The students have received training from campus staff in electrical and how the building and grounds are prepared for the school year: waxing floors, spray washing the outside of the building and lawn mowing, Guiltner said.
"It's hands down a positive experience. The reason that it really works here is they are working with our maintenance supervisor," he said. "We are very fortunate to have him here."
Before Ray Hollis was the maintenance supervisor for Salem Schools, he held jobs across the United States, performing maintenance on food processing plants, a power plant and a metal fabrication plant.
"We did a lot of projects [this summer] that we wouldn't have been able to do otherwise," Hollis said. The students were made primarily responsible for the upkeep of the 20-acre campus grounds and received training in specialty projects.
The extra hands freed up the regular Salem maintenance staff to pursue projects such as re-sealing the gymnasium bleachers and replacing all lighting in the elementary school, he said.
"It's been like having a bunch of apprentices," Hollis said. "I think they have learned a thing or two and I hope that they will come back next summer."
The Greyhound Football field is in better condition than previous years, Hollis said.
"I learn stuff from Hollis every day. He is a very intelligent man," said Nathan Bales, 20, of Salem. Bales supervised the crew of six Salem students working full-time on the campus. Bales is a junior at Harding College in Searcy, majoring in business management and vocational ministry. He is a 2007 Salem High School graduate.
"The toughest of jobs was cleaning up ice storm debris, removing dead limbs and renovating planters in front of the high school. It's gone really well," he said. "I was the only one that worked outside last year. Now, having five people has been a big help."

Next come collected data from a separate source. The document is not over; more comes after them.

//! Environment-driven application configuration.
//!
//! All values are read once at startup (`CLIENT_ID`, `CLIENT_SECRET`, `TENANT_ID`,
//! `WORKSPACE_ID`, `REPORT_ID`, plus optional endpoint and listener overrides) and
//! validated into immutable configuration objects. A local `.env` file is honored but
//! never required.

// std
use std::env;
// self
use crate::{
	_prelude::*,
	auth::{ClientCredential, ReportReference},
	error::ConfigError,
};

const DEFAULT_AUTHORITY: &str = "https://login.microsoftonline.com";
const DEFAULT_API_BASE: &str = "https://api.powerbi.com/v1.0/myorg";
const DEFAULT_BIND_ADDRESS: &str = "0.0.0.0";
const DEFAULT_PORT: u16 = 8080;

/// Validated endpoint set targeted by the handshake.
///
/// Endpoints are overridable (`AUTHORITY_URL`, `POWER_BI_API`) so tests can point the
/// handshake at a local mock server.
#[derive(Clone, Debug)]
pub struct ApiEndpoints {
	/// Identity-provider token endpoint for the configured tenant.
	pub token_endpoint: Url,
	/// Reporting API base URL.
	pub api_base: Url,
}
impl ApiEndpoints {
	/// Derives the token endpoint from an authority base and validates the API base.
	pub fn new(authority: &str, api_base: &str) -> Result<Self, ConfigError> {
		let token_endpoint =
			Url::parse(&format!("{}/oauth2/v2.0/token", authority.trim_end_matches('/')))
				.map_err(|source| ConfigError::InvalidEndpoint { endpoint: "authority", source })?;
		let api_base = Url::parse(api_base.trim_end_matches('/'))
			.map_err(|source| ConfigError::InvalidEndpoint { endpoint: "reporting API", source })?;

		Ok(Self { token_endpoint, api_base })
	}
}

/// Application configuration assembled once at startup.
#[derive(Clone, Debug)]
pub struct AppConfig {
	/// Client identity used for the client-credential grant.
	pub credential: ClientCredential,
	/// Workspace/report pair served by the embed page.
	pub report: ReportReference,
	/// Identity-provider and reporting API endpoints.
	pub endpoints: ApiEndpoints,
	/// Listener address for the inbound HTTP server.
	pub bind_address: String,
	/// Listener port for the inbound HTTP server.
	pub port: u16,
}
impl AppConfig {
	/// Loads configuration from the process environment, honoring a local `.env` file.
	pub fn from_env() -> Result<Self, ConfigError> {
		// A missing .env file is not an error; the process environment wins either way.
		dotenvy::dotenv().ok();

		Self::from_lookup(|name| env::var(name).ok())
	}

	/// Assembles configuration from an arbitrary variable lookup.
	pub fn from_lookup(lookup: impl Fn(&str) -> Option<String>) -> Result<Self, ConfigError> {
		let client_id = require(&lookup, "CLIENT_ID")?;
		let client_secret = require(&lookup, "CLIENT_SECRET")?;
		let tenant_id = require(&lookup, "TENANT_ID")?;
		let workspace_id = require(&lookup, "WORKSPACE_ID")?;
		let report_id = require(&lookup, "REPORT_ID")?;
		let authority =
			lookup("AUTHORITY_URL").unwrap_or_else(|| format!("{DEFAULT_AUTHORITY}/{tenant_id}"));
		let api_base = lookup("POWER_BI_API").unwrap_or_else(|| DEFAULT_API_BASE.into());
		let bind_address =
			lookup("BIND_ADDRESS").unwrap_or_else(|| DEFAULT_BIND_ADDRESS.into());
		let port = lookup("PORT")
			.map(|raw| raw.parse().map_err(|source| ConfigError::InvalidPort { source }))
			.transpose()?
			.unwrap_or(DEFAULT_PORT);

		Ok(Self {
			credential: ClientCredential::new(client_id, client_secret, tenant_id),
			report: ReportReference::new(workspace_id, report_id),
			endpoints: ApiEndpoints::new(&authority, &api_base)?,
			bind_address,
			port,
		})
	}
}

fn require(
	lookup: &impl Fn(&str) -> Option<String>,
	name: &'static str,
) -> Result<String, ConfigError> {
	lookup(name)
		.filter(|value| !value.trim().is_empty())
		.ok_or(ConfigError::MissingVar { name })
}
//! Error types shared across configuration, transport, and the embed handshake.
//!
//! The taxonomy is deliberately closed: every external call owns one error kind with
//! structured diagnostic fields (HTTP status, response body) instead of pre-formatted
//! strings, so callers can branch on the failing step.

// self
use crate::_prelude::*;

/// Crate-wide result type alias returning [`Error`] by default.
pub type Result<T, E = Error> = std::result::Result<T, E>;

/// JSON parse failure preserving the path to the first offending element.
pub type JsonParseError = serde_path_to_error::Error<serde_json::Error>;

/// Canonical error exposed by public APIs.
#[derive(Debug, ThisError)]
pub enum Error {
	/// Local configuration problem.
	#[error(transparent)]
	Config(#[from] ConfigError),
	/// Transport failure (DNS, TCP, TLS).
	#[error(transparent)]
	Transport(#[from] TransportError),
	/// Identity provider rejected the grant or answered without a token.
	#[error(transparent)]
	Authentication(#[from] AuthenticationError),
	/// Reporting API refused or malformed the embed-token exchange.
	#[error(transparent)]
	EmbedToken(#[from] EmbedTokenError),
	/// Reporting API refused or malformed the report metadata fetch.
	#[error(transparent)]
	ReportFetch(#[from] ReportFetchError),
}

/// Configuration and validation failures raised at startup.
#[derive(Debug, ThisError)]
pub enum ConfigError {
	/// Required environment variable is absent or empty.
	#[error("Environment variable `{name}` is missing.")]
	MissingVar {
		/// Name of the absent variable.
		name: &'static str,
	},
	/// Configured endpoint cannot be parsed as a URL.
	#[error("The {endpoint} endpoint is not a valid URL.")]
	InvalidEndpoint {
		/// Endpoint label for diagnostics.
		endpoint: &'static str,
		/// Underlying parsing failure.
		#[source]
		source: url::ParseError,
	},
	/// Listener port cannot be parsed as a number.
	#[error("The `PORT` variable is not a valid port number.")]
	InvalidPort {
		/// Underlying parsing failure.
		#[source]
		source: std::num::ParseIntError,
	},
}

/// Transport-level failures (network, IO).
#[derive(Debug, ThisError)]
pub enum TransportError {
	/// Underlying HTTP client reported a network failure.
	#[error("Network error occurred while calling the {endpoint}.")]
	Network {
		/// Endpoint label for diagnostics.
		endpoint: &'static str,
		/// Transport-specific network error.
		#[source]
		source: ReqwestError,
	},
}
impl TransportError {
	/// Wraps a transport failure raised while calling the labeled endpoint.
	pub fn network(endpoint: &'static str, source: ReqwestError) -> Self {
		Self::Network { endpoint, source }
	}
}

/// Identity-provider failures raised while acquiring an access token.
#[derive(Debug, ThisError)]
pub enum AuthenticationError {
	/// Provider answered the client-credential grant with a non-success status.
	#[error("Identity provider rejected the client-credential grant with status {status}: {body}")]
	Rejected {
		/// HTTP status code returned by the provider.
		status: u16,
		/// Raw response body for diagnostics.
		body: String,
	},
	/// Provider answered successfully but without an `access_token` field.
	#[error("Identity provider response is missing `access_token`: {body}")]
	MissingAccessToken {
		/// Parsed provider response for diagnostics.
		body: Json,
	},
	/// Provider returned malformed JSON on a success status.
	#[error("Identity provider returned malformed JSON.")]
	ResponseParse {
		/// Structured parsing failure.
		#[source]
		source: JsonParseError,
	},
}

/// Reporting API failures raised while generating an embed token.
#[derive(Debug, ThisError)]
pub enum EmbedTokenError {
	/// Token endpoint answered with a non-success status.
	#[error("Embed token request failed with status {status}: {body}")]
	Status {
		/// HTTP status code returned by the token endpoint.
		status: u16,
		/// Raw response body for diagnostics.
		body: String,
	},
	/// Token endpoint answered successfully but without a `token` field.
	#[error("Embed token response is missing `token`: {body}")]
	MissingToken {
		/// Parsed token endpoint response for diagnostics.
		body: Json,
	},
	/// Token endpoint returned malformed JSON on a success status.
	#[error("Embed token endpoint returned malformed JSON.")]
	ResponseParse {
		/// Structured parsing failure.
		#[source]
		source: JsonParseError,
	},
}

/// Reporting API failures raised while fetching report metadata.
#[derive(Debug, ThisError)]
pub enum ReportFetchError {
	/// Metadata endpoint answered with a non-success status.
	#[error("Report metadata request failed with status {status}: {body}")]
	Status {
		/// HTTP status code returned by the metadata endpoint.
		status: u16,
		/// Raw response body for diagnostics.
		body: String,
	},
	/// Metadata endpoint answered successfully but without an `embedUrl` field.
	#[error("Report metadata is missing `embedUrl`: {body}")]
	MissingEmbedUrl {
		/// Parsed metadata response for diagnostics.
		body: Json,
	},
	/// Metadata contained an `embedUrl` that is not a valid URL.
	#[error("Report metadata carries an invalid `embedUrl`.")]
	InvalidEmbedUrl {
		/// Underlying parsing failure.
		#[source]
		source: url::ParseError,
	},
	/// Metadata endpoint returned malformed JSON on a success status.
	#[error("Report metadata endpoint returned malformed JSON.")]
	ResponseParse {
		/// Structured parsing failure.
		#[source]
		source: JsonParseError,
	},
}
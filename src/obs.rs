//! Observability helpers for the embed handshake.
//!
//! Spans are named `pbi_embed.handshake` with a `stage` field identifying the external
//! call in flight. Token material never reaches the logs; the secret wrappers redact
//! themselves in `Debug` and `Display` output.

// crates.io
use tracing::{Span, instrument::Instrumented};
use tracing_subscriber::EnvFilter;
// self
use crate::_prelude::*;

/// External calls observed by the handshake.
#[derive(Clone, Copy, Debug, PartialEq, Eq, Hash)]
pub enum StageKind {
	/// Client-credential grant against the identity provider.
	AccessToken,
	/// Viewer-scoped token generation against the reporting API.
	EmbedToken,
	/// Report metadata fetch against the reporting API.
	ReportMetadata,
}
impl StageKind {
	/// Returns a stable label suitable for span fields.
	pub const fn as_str(self) -> &'static str {
		match self {
			StageKind::AccessToken => "access_token",
			StageKind::EmbedToken => "embed_token",
			StageKind::ReportMetadata => "report_metadata",
		}
	}
}
impl Display for StageKind {
	fn fmt(&self, f: &mut Formatter) -> FmtResult {
		f.write_str(self.as_str())
	}
}

/// A span builder used by handshake stages.
#[derive(Clone, Debug)]
pub struct StageSpan {
	span: Span,
}
impl StageSpan {
	/// Creates a new span tagged with the provided stage.
	pub fn new(stage: StageKind) -> Self {
		let span = tracing::info_span!("pbi_embed.handshake", stage = stage.as_str());

		Self { span }
	}

	/// Instruments an async block without holding a guard across `.await` points.
	pub fn instrument<Fut>(&self, fut: Fut) -> Instrumented<Fut>
	where
		Fut: Future,
	{
		// Trait kept out of module scope so it cannot shadow this inherent method.
		use tracing::Instrument;

		fut.instrument(self.span.clone())
	}
}

/// Installs the process-wide tracing subscriber, honoring `RUST_LOG`.
///
/// Repeated calls are ignored so tests can invoke it freely.
pub fn init_tracing() {
	let _ = tracing_subscriber::fmt().with_env_filter(EnvFilter::from_default_env()).try_init();
}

The group has grown closer since work began on June 1, Bales said. He looks forward to next year as long as stimulus funds allow.
The entire experience has been a great benefit to all involved, he said.
"It comes back to that they have had to work, and they see what the custodian and maintenance go through," Bales said. "I think that as their friends began to make it dirty they may tell them how hard they had to work to make it good. I think they will take a little more pride in their school."
The time the students were able to spend on their school and with each other is ending with a note of success and accomplishment.
"Not only do they have a job for the summer, in my eyes they are actually getting training they will be able to use in a job later on," Guiltner said. "As long as it is offered, we will definitely put it to use. We've been able to do more this summer than we ever have. We needed it."